Warum es sich für Großkonzerne lohnt, Mitarbeiter in Coworking Spaces zu verlegen, kann Veaceslav Driglov gut erklären. Der 37-Jährige arbeitet mit fünf Kollegen im Betahaus am Moritzplatz für die Innovationsabteilung von Mercedes Benz Vans. Chef ist keiner von ihnen. „Ziel der Peninsula ist es, Impulse aus der Gründerszene zu holen und Daimler noch enger an Startups anzudocken”, sagt Driglov, “unsere gemischten Teams entwickeln neue Geschäftsmodelle und arbeiten an Themen rund um Shared Mobility. Mittlerweile entwickelt es Konzepte für „On Demand Mobility“. Daimler will schließlich auch noch Vans verkaufen, wenn vielleicht irgendwann digital buchbare Gruppen-Taxis die Regel sind.

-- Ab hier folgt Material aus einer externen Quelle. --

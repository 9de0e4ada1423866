//! Pin Claim Orchestrator.
//!
//! Claims a new file in two phases:
//!
//! 1. Pay on the ledger: upload the file, open the wallet, burn tokens and
//!    write the claim transaction.
//! 2. Register with the pinning service.
//!
//! The burn in phase one is final. If phase two fails, the error carries both
//! txids so the claim can be repaired with the reprocessing workflow.

use std::path::{Component, Path, PathBuf};
use std::sync::Arc;

use tracing::{debug, info, instrument, warn};

use pinclaim_core::error::{PinClaimError, Result};
use pinclaim_core::traits::{ClaimGenerator, PinningService, StorageUploader, WalletProvider};
use pinclaim_core::types::{upload_megabytes, ClaimReceipt, ClaimSubmission, PinClaimRequest};

use crate::flags::{require_filename, require_wallet_name};

/// Drives upload → proof-of-burn/claim → service notification for a new file.
#[derive(Clone)]
pub struct PinClaimOrchestrator {
    uploader: Arc<dyn StorageUploader>,
    wallets: Arc<dyn WalletProvider>,
    generator: Arc<dyn ClaimGenerator>,
    service: Arc<dyn PinningService>,
    files_dir: PathBuf,
}

impl PinClaimOrchestrator {
    /// Creates an orchestrator reading local files from `files_dir`.
    pub fn new(
        uploader: Arc<dyn StorageUploader>,
        wallets: Arc<dyn WalletProvider>,
        generator: Arc<dyn ClaimGenerator>,
        service: Arc<dyn PinningService>,
        files_dir: impl Into<PathBuf>,
    ) -> Self {
        Self {
            uploader,
            wallets,
            generator,
            service,
            files_dir: files_dir.into(),
        }
    }

    /// Resolves `filename` inside the files directory and returns its path and size in binary megabytes.
    ///
    /// Only plain relative names are accepted; absolute paths and `..` are rejected.
    pub async fn file_size(&self, filename: &str) -> Result<(PathBuf, f64)> {
        let relative = Path::new(filename);
        if !relative.components().all(|c| matches!(c, Component::Normal(_))) {
            return Err(PinClaimError::InvalidFilename(filename.to_string()));
        }

        let path = self.files_dir.join(relative);
        let metadata = tokio::fs::metadata(&path).await.map_err(|e| match e.kind() {
            std::io::ErrorKind::NotFound => PinClaimError::FileNotFound(path.clone()),
            _ => PinClaimError::IoError(e),
        })?;

        if !metadata.is_file() {
            return Err(PinClaimError::FileNotFound(path));
        }

        Ok((path, upload_megabytes(metadata.len())))
    }

    /// Uploads a file from the files directory without claiming it.
    #[instrument(skip(self))]
    pub async fn upload(&self, filename: &str) -> Result<String> {
        require_filename(filename)?;

        let (path, _) = self.file_size(filename).await?;
        let cid = self.uploader.upload(&path, filename).await?;

        info!(%cid, "File uploaded");
        Ok(cid)
    }

    /// Uploads `filename`, pays for its claim with wallet `wallet_name`, and registers the claim.
    #[instrument(skip(self))]
    pub async fn pin_claim_file(&self, filename: &str, wallet_name: &str) -> Result<ClaimReceipt> {
        require_filename(filename)?;
        require_wallet_name(wallet_name)?;

        let (path, file_size_in_megabytes) = self.file_size(filename).await?;
        debug!(file_size_in_megabytes, "Measured file");

        let cid = self.uploader.upload(&path, filename).await?;
        debug!(%cid, "Uploaded file");

        let wallet = self.wallets.instance_wallet(wallet_name).await?;
        debug!(address = %wallet.address, "Wallet ready");

        let request = PinClaimRequest {
            cid: cid.clone(),
            filename: filename.to_string(),
            file_size_in_megabytes,
        };
        let txids = self.generator.create_pin_claim(&wallet, &request).await?;
        info!(%cid, pob_txid = %txids.pob_txid, claim_txid = %txids.claim_txid, "Proof-of-burn and claim broadcast");

        let submission = ClaimSubmission {
            cid: cid.clone(),
            filename: filename.to_string(),
            claim_txid: txids.claim_txid.clone(),
            proof_of_burn_txid: txids.pob_txid.clone(),
            address: wallet.address.clone(),
        };

        if let Err(source) = self.service.submit_claim(&submission).await {
            warn!(
                %cid,
                pob_txid = %txids.pob_txid,
                claim_txid = %txids.claim_txid,
                error = %source,
                "Claim is on the ledger but not recorded by the pinning service"
            );
            return Err(PinClaimError::UnrecordedClaim {
                cid,
                pob_txid: txids.pob_txid,
                claim_txid: txids.claim_txid,
                source: Box::new(source),
            });
        }

        info!(%cid, "Pin claim recorded");
        Ok(ClaimReceipt { cid, txids })
    }
}
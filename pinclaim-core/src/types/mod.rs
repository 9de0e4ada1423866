//! Domain types for the pin claim lifecycle.
//!
//! - [`RawClaim`] / [`ClaimRecord`]: claim metadata as stored by the pinning service
//! - [`ClaimWindow`]: claim time and one-year expiration derived from the ledger
//! - [`TokenHoldings`] / [`Wallet`]: token balances of an initialized wallet
//! - size helpers: megabyte scales used for fee sizing

mod claim;
mod size;
mod wallet;
pub mod window;

pub use claim::*;
pub use size::*;
pub use wallet::*;
pub use window::ClaimWindow;
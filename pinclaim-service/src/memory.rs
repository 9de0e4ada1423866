//! In-memory pinning service.
//!
//! Keeps claim records in process, keyed by CID. Suitable for tests and for
//! exercising the lifecycle without a running service.

use std::collections::{BTreeMap, VecDeque};

use async_trait::async_trait;
use parking_lot::RwLock;
use tracing::{debug, instrument};

use pinclaim_core::error::{PinClaimError, Result};
use pinclaim_core::traits::PinningService;
use pinclaim_core::types::{ClaimSubmission, ClaimValidity, RawClaim};

/// In-memory pinning service.
#[derive(Debug, Default)]
pub struct MemoryPinService {
    /// Primary storage: CID → record
    claims: RwLock<BTreeMap<String, RawClaim>>,
    /// Every submission received, in order
    submissions: RwLock<Vec<ClaimSubmission>>,
    /// Messages to reject upcoming submissions with
    rejections: RwLock<VecDeque<String>>,
}

impl MemoryPinService {
    /// Creates an empty service.
    pub fn new() -> Self {
        Self::default()
    }

    /// Creates a service preloaded with records.
    pub fn with_claims(claims: impl IntoIterator<Item = RawClaim>) -> Self {
        let service = Self::new();
        for claim in claims {
            service.insert(claim);
        }
        service
    }

    /// Inserts or replaces a record.
    pub fn insert(&self, claim: RawClaim) {
        let cid = claim.cid_or_empty().to_string();
        self.claims.write().insert(cid, claim);
    }

    /// Sets the validity flag of a stored record, as the service's validator would.
    pub fn set_validity(&self, cid: &str, validity: ClaimValidity) -> Result<()> {
        let mut claims = self.claims.write();
        let claim = claims
            .get_mut(cid)
            .ok_or_else(|| PinClaimError::UpstreamService(format!("CID {} not found!", cid)))?;
        claim.valid_claim = validity;
        Ok(())
    }

    /// Rejects the next submission with `{success: false, message}`.
    pub fn reject_next_submission(&self, message: impl Into<String>) {
        self.rejections.write().push_back(message.into());
    }

    /// Returns a copy of a stored record.
    pub fn claim(&self, cid: &str) -> Option<RawClaim> {
        self.claims.read().get(cid).cloned()
    }

    /// Returns every submission received so far.
    pub fn submissions(&self) -> Vec<ClaimSubmission> {
        self.submissions.read().clone()
    }

    /// Returns the number of stored records.
    pub fn len(&self) -> usize {
        self.claims.read().len()
    }

    /// Returns true if no records are stored.
    pub fn is_empty(&self) -> bool {
        self.claims.read().is_empty()
    }
}

#[async_trait]
impl PinningService for MemoryPinService {
    #[instrument(skip(self))]
    async fn get_claim(&self, cid: &str) -> Result<RawClaim> {
        self.claim(cid)
            .ok_or_else(|| PinClaimError::UpstreamService(format!("CID {} not found!", cid)))
    }

    #[instrument(skip(self, submission), fields(cid = %submission.cid))]
    async fn submit_claim(&self, submission: &ClaimSubmission) -> Result<()> {
        self.submissions.write().push(submission.clone());

        if let Some(message) = self.rejections.write().pop_front() {
            debug!(%message, "Rejecting submission");
            return Err(PinClaimError::UpstreamService(message));
        }

        let mut claims = self.claims.write();
        let claim = claims.entry(submission.cid.clone()).or_default();
        claim.cid = Some(submission.cid.clone());
        claim.filename = Some(submission.filename.clone());
        claim.address = Some(submission.address.clone());
        claim.proof_of_burn_txid = Some(submission.proof_of_burn_txid.clone());
        claim.claim_txid = Some(submission.claim_txid.clone());
        // A new submission has to be validated again.
        claim.valid_claim = ClaimValidity::Unvalidated;

        debug!("Recorded claim");
        Ok(())
    }

    #[instrument(skip(self))]
    async fn list_unprocessed(&self) -> Result<Vec<RawClaim>> {
        Ok(self
            .claims
            .read()
            .values()
            .filter(|c| c.valid_claim.is_unprocessed())
            .cloned()
            .collect())
    }
}
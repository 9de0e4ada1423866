//! # PinClaim Service
//!
//! Clients for the pinning service that records claim metadata and validity.
//!
//! - **Http**: talks to a running pinning service over its REST API
//! - **Memory**: in-process service for tests and offline dry runs
//!
//! ## Example
//!
//! ```rust,ignore
//! use pinclaim_core::{PinClaimConfig, PinningService};
//! use pinclaim_service::HttpPinningService;
//!
//! let service = HttpPinningService::with_config(&PinClaimConfig::from_env())?;
//! let raw = service.get_claim("bafy...").await?;
//! ```

#![forbid(unsafe_code)]
#![warn(missing_docs, rust_2018_idioms)]

mod http;
mod memory;

pub use http::HttpPinningService;
pub use memory::MemoryPinService;

// Re-export the trait from core
pub use pinclaim_core::traits::PinningService;
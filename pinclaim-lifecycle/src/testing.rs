//! In-process collaborators for lifecycle tests.

use std::collections::HashMap;
use std::path::Path;

use async_trait::async_trait;
use parking_lot::Mutex;

use pinclaim_core::error::{PinClaimError, Result};
use pinclaim_core::traits::{ClaimGenerator, StorageUploader, WalletProvider};
use pinclaim_core::types::{
    ClaimTxDetails, ClaimTxids, PinClaimRequest, RawClaim, TokenCategory, TokenHoldings, TokenUtxo,
    Wallet,
};
use pinclaim_core::PSF_TOKEN_ID;

pub const ADDRESS: &str = "bitcoincash:qzv3zz2trz0xgp6a96lu4m6vp2nkwag0kvg8nfhq4m";

/// A complete, unvalidated record confirmed on the ledger at `time`.
pub fn confirmed_claim(cid: &str, time: i64) -> RawClaim {
    RawClaim {
        cid: Some(cid.into()),
        filename: Some("report.pdf".into()),
        address: Some(ADDRESS.into()),
        proof_of_burn_txid: Some(format!("pob-{cid}")),
        claim_txid: Some(format!("claim-{cid}")),
        file_size: Some(2_500_000),
        claim_tx_details: Some(ClaimTxDetails {
            time: Some(time),
            ..Default::default()
        }),
        ..Default::default()
    }
}

pub fn wallet_with_psf(name: &str, qty: &str) -> Wallet {
    Wallet {
        name: name.into(),
        address: ADDRESS.into(),
        holdings: TokenHoldings {
            type1: TokenCategory {
                tokens: vec![TokenUtxo {
                    token_id: PSF_TOKEN_ID.into(),
                    qty_str: qty.into(),
                    ticker: Some("PSF".into()),
                }],
            },
            ..Default::default()
        },
    }
}

#[derive(Default)]
pub struct FakeUploader {
    pub cid: String,
    pub uploads: Mutex<Vec<String>>,
    pub failure: Option<String>,
}

impl FakeUploader {
    pub fn returning(cid: &str) -> Self {
        Self {
            cid: cid.into(),
            ..Default::default()
        }
    }

    pub fn failing(message: &str) -> Self {
        Self {
            failure: Some(message.into()),
            ..Default::default()
        }
    }
}

#[async_trait]
impl StorageUploader for FakeUploader {
    async fn upload(&self, _path: &Path, filename: &str) -> Result<String> {
        self.uploads.lock().push(filename.to_string());
        match &self.failure {
            Some(message) => Err(PinClaimError::UploadFailed(message.clone())),
            None => Ok(self.cid.clone()),
        }
    }
}

#[derive(Default)]
pub struct FakeWallets {
    pub wallets: HashMap<String, Wallet>,
    pub opened: Mutex<Vec<String>>,
}

impl FakeWallets {
    pub fn with(wallet: Wallet) -> Self {
        let mut wallets = HashMap::new();
        wallets.insert(wallet.name.clone(), wallet);
        Self {
            wallets,
            ..Default::default()
        }
    }
}

#[async_trait]
impl WalletProvider for FakeWallets {
    async fn instance_wallet(&self, name: &str) -> Result<Wallet> {
        self.opened.lock().push(name.to_string());
        self.wallets
            .get(name)
            .cloned()
            .ok_or_else(|| PinClaimError::WalletError(format!("wallet '{name}' not found")))
    }
}

#[derive(Default)]
pub struct RecordingGenerator {
    pub requests: Mutex<Vec<PinClaimRequest>>,
    pub failure: Option<String>,
}

impl RecordingGenerator {
    pub fn failing(message: &str) -> Self {
        Self {
            failure: Some(message.into()),
            ..Default::default()
        }
    }

    pub fn calls(&self) -> usize {
        self.requests.lock().len()
    }
}

#[async_trait]
impl ClaimGenerator for RecordingGenerator {
    async fn create_pin_claim(&self, _wallet: &Wallet, request: &PinClaimRequest) -> Result<ClaimTxids> {
        let n = {
            let mut requests = self.requests.lock();
            requests.push(request.clone());
            requests.len()
        };

        if let Some(message) = &self.failure {
            return Err(PinClaimError::ClaimGenerationFailed(message.clone()));
        }

        Ok(ClaimTxids {
            pob_txid: format!("pob-new-{n}"),
            claim_txid: format!("claim-new-{n}"),
        })
    }
}
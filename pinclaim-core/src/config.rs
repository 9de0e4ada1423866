//! Client configuration.
//!
//! One explicit struct carries every service location. It is built once at
//! process start and handed to each client's constructor.

use std::path::PathBuf;

use url::Url;

use crate::constants::*;
use crate::error::{PinClaimError, Result};

/// Service locations and local paths used by the pin claim clients.
#[derive(Clone, Debug, PartialEq)]
pub struct PinClaimConfig {
    /// Pinning service base URL (status, claims, uploads)
    pub pin_service_url: String,
    /// Wallet REST service base URL (UTXO and token sync)
    pub wallet_rest_url: String,
    /// Signer service base URL (proof-of-burn and claim broadcast)
    pub signer_url: String,
    /// Directory local files are uploaded from
    pub files_dir: PathBuf,
    /// Directory holding named wallet files
    pub wallets_dir: PathBuf,
    /// HTTP request timeout in seconds
    pub timeout_seconds: u64,
    /// Largest file accepted for upload
    pub max_upload_bytes: u64,
}

impl Default for PinClaimConfig {
    fn default() -> Self {
        Self {
            pin_service_url: DEFAULT_PIN_SERVICE_URL.into(),
            wallet_rest_url: DEFAULT_WALLET_URL.into(),
            signer_url: DEFAULT_SIGNER_URL.into(),
            files_dir: PathBuf::from(DEFAULT_FILES_DIR),
            wallets_dir: PathBuf::from(DEFAULT_WALLETS_DIR),
            timeout_seconds: DEFAULT_TIMEOUT_SECONDS,
            max_upload_bytes: MAX_UPLOAD_BYTES,
        }
    }
}

impl PinClaimConfig {
    /// Loads `.env` if present, then reads overrides from the environment.
    pub fn from_env() -> Self {
        let _ = dotenvy::dotenv();
        let defaults = Self::default();

        Self {
            pin_service_url: std::env::var("PIN_SERVICE_URL")
                .unwrap_or(defaults.pin_service_url),
            wallet_rest_url: std::env::var("WALLET_URL").unwrap_or(defaults.wallet_rest_url),
            signer_url: std::env::var("SIGNER_URL").unwrap_or(defaults.signer_url),
            files_dir: std::env::var("FILES_DIR")
                .map(PathBuf::from)
                .unwrap_or(defaults.files_dir),
            wallets_dir: std::env::var("WALLETS_DIR")
                .map(PathBuf::from)
                .unwrap_or(defaults.wallets_dir),
            timeout_seconds: std::env::var("HTTP_TIMEOUT_SECONDS")
                .ok()
                .and_then(|v| v.parse().ok())
                .unwrap_or(defaults.timeout_seconds),
            max_upload_bytes: defaults.max_upload_bytes,
        }
    }

    /// Points every HTTP collaborator at one base URL (useful for local stacks and tests).
    pub fn with_base_url(base: impl Into<String>) -> Self {
        let base = base.into();
        Self {
            pin_service_url: base.clone(),
            wallet_rest_url: base.clone(),
            signer_url: base,
            ..Default::default()
        }
    }

    /// Checks that every service URL parses as an http(s) URL.
    pub fn validate(&self) -> Result<()> {
        for (name, value) in [
            ("pin_service_url", &self.pin_service_url),
            ("wallet_rest_url", &self.wallet_rest_url),
            ("signer_url", &self.signer_url),
        ] {
            let parsed = Url::parse(value)
                .map_err(|e| PinClaimError::ConfigError(format!("{name} '{value}': {e}")))?;
            if !matches!(parsed.scheme(), "http" | "https") {
                return Err(PinClaimError::ConfigError(format!(
                    "{name} '{value}': unsupported scheme '{}'",
                    parsed.scheme()
                )));
            }
        }

        if self.timeout_seconds == 0 {
            return Err(PinClaimError::ConfigError("timeout_seconds must be positive".into()));
        }

        Ok(())
    }

    /// Joins `path` onto the pinning service base URL.
    pub fn pin_service_endpoint(&self, path: &str) -> String {
        join_url(&self.pin_service_url, path)
    }

    /// Joins `path` onto the wallet REST base URL.
    pub fn wallet_endpoint(&self, path: &str) -> String {
        join_url(&self.wallet_rest_url, path)
    }

    /// Joins `path` onto the signer base URL.
    pub fn signer_endpoint(&self, path: &str) -> String {
        join_url(&self.signer_url, path)
    }
}

fn join_url(base: &str, path: &str) -> String {
    format!("{}/{}", base.trim_end_matches('/'), path.trim_start_matches('/'))
}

Max von der Ahé, Gründer vom Betahaus, erzählt, dass genau dieses Innovationspotenzial immer interessanter für Konzerne wird. Aber auch steigende Kosten für Büroflächen seien für alle Firmen ein zunehmendes Hemmnis, eigene Standorte zu eröffnen. Gegen die globale Konkurrenz durch Wework und Mindspace hegt er keinen Groll. „Der Markt ist groß genug für alle“, sagt er. Außerdem sei die Zielgruppe eine andere. Die neuen hochklassigen Büros seien zu teuer für Freelancer und junge Startups, an die sich das Betahaus stärker richte.

»Kleine Coworking Spaces werden langfristig verschwinden«

Bedenklich findet er nur, dass die immer teureren Coworking Spaces zunehmend exklusiver werden. Ähnlich sieht das auch Tobias Schwarz. Er ist Manager des zweiten Berliner Coworking-Urgesteins, dem Oberholz am Rosenthaler Platz. „Die kleinen Spaces ohne Eventfläche und Teamräume werden langfristig verschwinden“, sagt er. Unter 2000 Quadratmeter seien neue Coworking Spaces kaum noch wirtschaftlich aufgrund steigender Mieten. Das Konzept von Anbietern wie Wework hat für ihn aber nicht mehr viel mit Coworking zu tun. „Das ist eher ein Betriebssystem, das man auf Immobilien legen kann“, sagt er, während die kleineren stark von der Integration in die Nachbarschaft bestimmt seien.

Damit sich die Mitglieder der alten Berliner Anbieter künftig auch in der Stadt bewegen können, haben die Anbieter sich zusammengetan. Wer beim Oberholz Mitglied ist, kann unter anderem kostenlos im Betahaus oder der Neuköllner Agora arbeiten. Und in anderen Städten Europas. In Kopenhagen, Wien oder Sofia zum Beispiel. Vielleicht arbeiten wir ja alle irgendwann in beständigem Wechsel der Orte. Irgendwie alle zusammen – und irgendwie alle allein.